[Beowulf] Stroustrup regarding multicore

[Robert G. Brown]

On Tue, 26 Aug 2008, Perry E. Metzger wrote:

>
> "Robert G. Brown" <rgb at phy.duke.edu> writes:
>> I think that matrix allocation per se is contiguous because of how and
>> where it occurs at the compiler level.  Immediate matrices allocated
>> like a[10][10] are just translated into displacements relative to the
>> stack pointer, are they not?
>
> It depends. You're not guaranteed per se that they'll be allocated on
> the stack, though in practice they are.

Unless they are really large, I imagine.  I'm not sure what the stack
limits are (I don't code to ever stress them) but I'm sure there are
some.

>> Global/external matrices at the a[10][10]
>> are prespecified in the data segment of the program,
>
> Depending on the particular OS. Certainly that's the usual model.

What OS's do it some other way?  I'm just curious.  Is this a kernel
feature or a compiler feature?

>> The only place where it might not be true is when one dynamically
>> allocates memory for a **matrix.  There, if you loop through malloc
>> calls, there is no guarantee that they return contiguous blocks
>
> An vector of pointers to vectors is not a matrix. :)
>
> It acts a bit like one, but that's guaranteed NOT to be contiguous
> allocation because malloc will at the very least add the (invisible to
> the programmer) malloc headers etc.

No, a vector of pointers to addresses in a vector.  To make a 3x3 matrix
**m indexed from -1 to 1 that has actual data in vector *v:

   a) v = (whatever *) malloc(9*sizeof(whatever);
   b) m = (whatever **) malloc(3*sizeof(*whatever)) + 1;
   c) for(i=0;i<3;i++) m[i-1] = &v[i*3 + 1];

(or thereabouts).  m[-1][-1] now dereferences to v[0].  m[0][-1] points
to v[3].  m[1][-1] points to v[6].  m[-1][0] derefs to v[1].  Etc.  If I
did the seat of the pants displacement correctly.

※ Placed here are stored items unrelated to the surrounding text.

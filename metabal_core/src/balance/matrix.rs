//! Element and charge coefficient matrix of a reaction
use indexmap::{IndexMap, IndexSet};
use nalgebra::{DMatrix, DVector};

use crate::chemistry::formula::{Formula, CHARGE};
use crate::metabolic_model::reaction::Side;

/// Signed element counts of every participant
///
/// Rows are elements in first-seen order followed by a [`CHARGE`] row, columns are
/// participants. Reactant counts are positive and product counts negative, so a
/// stoichiometry vector `s` balances the reaction when `matrix * s` is zero.
#[derive(Debug, Clone, PartialEq)]
pub struct CoefficientMatrix {
    elements: Vec<String>,
    matrix: DMatrix<f64>,
}

impl CoefficientMatrix {
    /// Row labels
    pub fn elements(&self) -> &[String] {
        &self.elements
    }

    pub fn matrix(&self) -> &DMatrix<f64> {
        &self.matrix
    }

    pub fn num_rows(&self) -> usize {
        self.matrix.nrows()
    }

    pub fn num_columns(&self) -> usize {
        self.matrix.ncols()
    }

    /// Element and charge imbalance of `stoichiometries`, omitting rows within `tolerance`
    /// of zero
    pub fn residual(&self, stoichiometries: &[f64], tolerance: f64) -> IndexMap<String, f64> {
        let product = &self.matrix * DVector::from_column_slice(stoichiometries);
        self.elements
            .iter()
            .zip(product.iter())
            .filter(|(_, value)| value.abs() > tolerance)
            .map(|(element, value)| (element.clone(), *value))
            .collect()
    }
}

/// Collects participant columns for a [`CoefficientMatrix`]
#[derive(Debug, Default)]
pub struct CoefficientMatrixBuilder {
    elements: IndexSet<String>,
    columns: Vec<Vec<(usize, f64)>>,
    charges: Vec<f64>,
}

impl CoefficientMatrixBuilder {
    pub fn new() -> Self {
        CoefficientMatrixBuilder::default()
    }

    /// Add a column for `formula` carrying `charge` on `side`, returning its index
    ///
    /// Any [`CHARGE`] entry in the formula itself is ignored.
    pub fn add_column(&mut self, formula: &Formula, charge: i32, side: Side) -> usize {
        let sign = side.sign();
        let mut column = Vec::new();
        for (element, count) in formula.element_counts() {
            if element == CHARGE {
                continue;
            }
            let (row, _) = self.elements.insert_full(element.clone());
            column.push((row, sign * *count as f64));
        }
        self.columns.push(column);
        self.charges.push(sign * charge as f64);
        self.columns.len() - 1
    }

    pub fn build(self) -> CoefficientMatrix {
        let charge_row = self.elements.len();
        let mut matrix = DMatrix::zeros(charge_row + 1, self.columns.len());
        for (column, entries) in self.columns.into_iter().enumerate() {
            for (row, value) in entries {
                matrix[(row, column)] += value;
            }
            matrix[(charge_row, column)] = self.charges[column];
        }
        let mut elements: Vec<String> = self.elements.into_iter().collect();
        elements.push(CHARGE.to_string());
        CoefficientMatrix { elements, matrix }
    }
}
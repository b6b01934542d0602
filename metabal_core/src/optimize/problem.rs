//! Provides struct representing an optimization problem
use indexmap::IndexSet;
use nalgebra::DMatrix;
use thiserror::Error;

use crate::optimize::objective::ObjectiveSense;
use crate::optimize::variable::{Variable, VariableType};

/// A linear program with equality rows
///
/// Each row `i` requires `matrix.row(i) · x == row_bounds[i]`. Problems are immutable once
/// built, use [`ProblemBuilder`] or [`Problem::from_dense`] to create one.
#[derive(Debug, Clone)]
pub struct Problem {
    /// Dense constraint matrix, one column per variable
    matrix: DMatrix<f64>,
    /// Right hand side of each equality row
    row_bounds: Vec<f64>,
    /// Variables of the optimization problem, in column order
    variables: Vec<Variable>,
    /// Sense of the objective
    sense: ObjectiveSense,
}

impl Problem {
    // region Creation Functions
    /// Create a minimization problem from dense data
    ///
    /// # Parameters
    /// - `matrix`: constraint matrix with one column per entry of `column_ids`
    /// - `column_ids`: unique variable ids
    /// - `column_kinds`: type of each variable
    /// - `row_bounds`: value each row must equal
    /// - `lower_bounds`, `upper_bounds`: bounds of each variable
    /// - `objective`: linear objective coefficient of each variable
    ///
    /// # Examples
    /// ```rust
    /// use nalgebra::DMatrix;
    /// use metabal_core::optimize::problem::Problem;
    /// use metabal_core::optimize::variable::VariableType;
    /// let problem = Problem::from_dense(
    ///     DMatrix::from_row_slice(1, 2, &[1., -1.]),
    ///     &["a".to_string(), "b".to_string()],
    ///     &[VariableType::Integer, VariableType::Integer],
    ///     &[0.],
    ///     &[1., 1.],
    ///     &[10., 10.],
    ///     &[1., 1.],
    /// ).unwrap();
    /// assert_eq!(problem.num_variables(), 2);
    /// ```
    #[allow(clippy::too_many_arguments)]
    pub fn from_dense(
        matrix: DMatrix<f64>,
        column_ids: &[String],
        column_kinds: &[VariableType],
        row_bounds: &[f64],
        lower_bounds: &[f64],
        upper_bounds: &[f64],
        objective: &[f64],
    ) -> Result<Problem, ProblemError> {
        let columns = column_ids.len();
        if matrix.ncols() != columns
            || column_kinds.len() != columns
            || lower_bounds.len() != columns
            || upper_bounds.len() != columns
            || objective.len() != columns
            || row_bounds.len() != matrix.nrows()
        {
            return Err(ProblemError::DimensionMismatch);
        }
        let mut builder = ProblemBuilder::new(ObjectiveSense::Minimize);
        for (index, id) in column_ids.iter().enumerate() {
            builder.add_variable(
                id,
                column_kinds[index],
                lower_bounds[index],
                upper_bounds[index],
                objective[index],
            )?;
        }
        for (row, bound) in matrix.row_iter().zip(row_bounds) {
            let terms: Vec<(usize, f64)> = row
                .iter()
                .enumerate()
                .filter(|(_, coefficient)| **coefficient != 0.)
                .map(|(column, coefficient)| (column, *coefficient))
                .collect();
            builder.add_equality_row(&terms, *bound)?;
        }
        Ok(builder.build())
    }
    // endregion Creation Functions

    // region Accessors
    pub fn matrix(&self) -> &DMatrix<f64> {
        &self.matrix
    }

    pub fn row_bounds(&self) -> &[f64] {
        &self.row_bounds
    }

    pub fn variables(&self) -> &[Variable] {
        &self.variables
    }

    pub fn sense(&self) -> ObjectiveSense {
        self.sense
    }

    pub fn num_variables(&self) -> usize {
        self.variables.len()
    }

    pub fn num_constraints(&self) -> usize {
        self.row_bounds.len()
    }

    /// Objective coefficients in column order
    pub fn objective(&self) -> Vec<f64> {
        self.variables
            .iter()
            .map(|v| v.objective_coefficient)
            .collect()
    }
    // endregion Accessors

    // region Check Problem
    pub fn has_integer_variables(&self) -> bool {
        self.variables
            .iter()
            .any(|v| v.variable_type != VariableType::Continuous)
    }

    pub fn problem_type(&self) -> ProblemType {
        if self.has_integer_variables() {
            ProblemType::LinearMixedInteger
        } else {
            ProblemType::LinearContinuous
        }
    }
    // endregion Check Problem
}

/// Incrementally assembles a [`Problem`]
#[derive(Debug, Clone)]
pub struct ProblemBuilder {
    sense: ObjectiveSense,
    variables: Vec<Variable>,
    variable_ids: IndexSet<String>,
    /// Sparse rows, converted to a dense matrix on build
    rows: Vec<(Vec<(usize, f64)>, f64)>,
}

impl ProblemBuilder {
    pub fn new(sense: ObjectiveSense) -> Self {
        ProblemBuilder {
            sense,
            variables: Vec::new(),
            variable_ids: IndexSet::new(),
            rows: Vec::new(),
        }
    }

    /// Add a variable, returning its column index
    pub fn add_variable(
        &mut self,
        id: &str,
        variable_type: VariableType,
        lower_bound: f64,
        upper_bound: f64,
        objective_coefficient: f64,
    ) -> Result<usize, ProblemError> {
        if self.variable_ids.contains(id) {
            return Err(ProblemError::VariableIdAlreadyExists(id.to_string()));
        }
        if lower_bound.is_nan() || upper_bound.is_nan() || lower_bound > upper_bound {
            return Err(ProblemError::InvalidVariableBounds(id.to_string()));
        }
        self.variable_ids.insert(id.to_string());
        self.variables.push(Variable {
            id: id.to_string(),
            variable_type,
            lower_bound,
            upper_bound,
            objective_coefficient,
        });
        Ok(self.variables.len() - 1)
    }

    /// Add the row `Σ coefficient * x[column] == equals`
    pub fn add_equality_row(
        &mut self,
        terms: &[(usize, f64)],
        equals: f64,
    ) -> Result<usize, ProblemError> {
        if terms.iter().any(|(column, _)| *column >= self.variables.len()) {
            return Err(ProblemError::NonExistentVariablesInConstraint);
        }
        if !equals.is_finite() {
            return Err(ProblemError::InvalidConstraintBounds);
        }
        self.rows.push((terms.to_vec(), equals));
        Ok(self.rows.len() - 1)
    }

    pub fn build(self) -> Problem {
        let mut matrix = DMatrix::zeros(self.rows.len(), self.variables.len());
        let mut row_bounds = Vec::with_capacity(self.rows.len());
        for (row, (terms, equals)) in self.rows.into_iter().enumerate() {
            for (column, coefficient) in terms {
                matrix[(row, column)] += coefficient;
            }
            row_bounds.push(equals);
        }
        Problem {
            matrix,
            row_bounds,
            variables: self.variables,
            sense: self.sense,
        }
    }
}

/// Types of optimization problems
#[derive(Clone, Debug, PartialEq)]
pub enum ProblemType {
    /// Problem with linear objectives and constraints, and continuous variables
    LinearContinuous,
    /// Problem with linear objective and constraints, with integer and continuous variables
    LinearMixedInteger,
}

/// Errors associated with the Problem
#[derive(Error, Debug, Clone, PartialEq)]
pub enum ProblemError {
    /// Error when trying to add a variable with the same id as an existing variable
    #[error("Tried to add variable {0} with the same id as an existing variable")]
    VariableIdAlreadyExists(String),
    /// Error when trying to add variable with invalid bounds
    #[error("Tried to add variable {0} with lower_bound>upper_bound")]
    InvalidVariableBounds(String),
    /// Error when trying to add a row whose bound isn't a finite number
    #[error("Tried to add a constraint with a non-finite bound")]
    InvalidConstraintBounds,
    /// Error when trying to add a constraint that contains variables not in the problem
    #[error("Tried to add a constraint with variables not in the problem")]
    NonExistentVariablesInConstraint,
    /// Error when dense inputs disagree on the number of rows or columns
    #[error("Dense problem inputs have inconsistent dimensions")]
    DimensionMismatch,
}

The point is that a) v is a contiguous block of memory.  If one puts
both v and m and index limits in a struct, one can make an entire
"matrix" object a single contiguous block of memory that actually knows
its own limits and permits limits checking with semi-portable routines.
One can now call e.g. an ODE solver that requires a vector argument v
but write the derivs routine using m and completely natural addressing.
And if one wishes, obviously one can do more complicated things to
compute the displacements of the addresses packed into m to do e.g.
triangular arrays.

Is this a pain to set up?  One is basically doing by hand what the
compiler does for you for rectilinear, 0-indexed arrays, so yes.
However, it is often WORTH the pain to save space, to be able to produce
usable code, to be able to create an array in C that can be passed to a
fortran array, although I think macros are likely more useful for that.
In fact, macros are another way to do some of the same things, but not
identical things.

Oh, and free(v), free(m) is all it takes to free the space.  In contrast
to a more usual NR malloc loop, which has to loop frees of each vector
block (with, as you note, its header:-) and then free the ** pointer.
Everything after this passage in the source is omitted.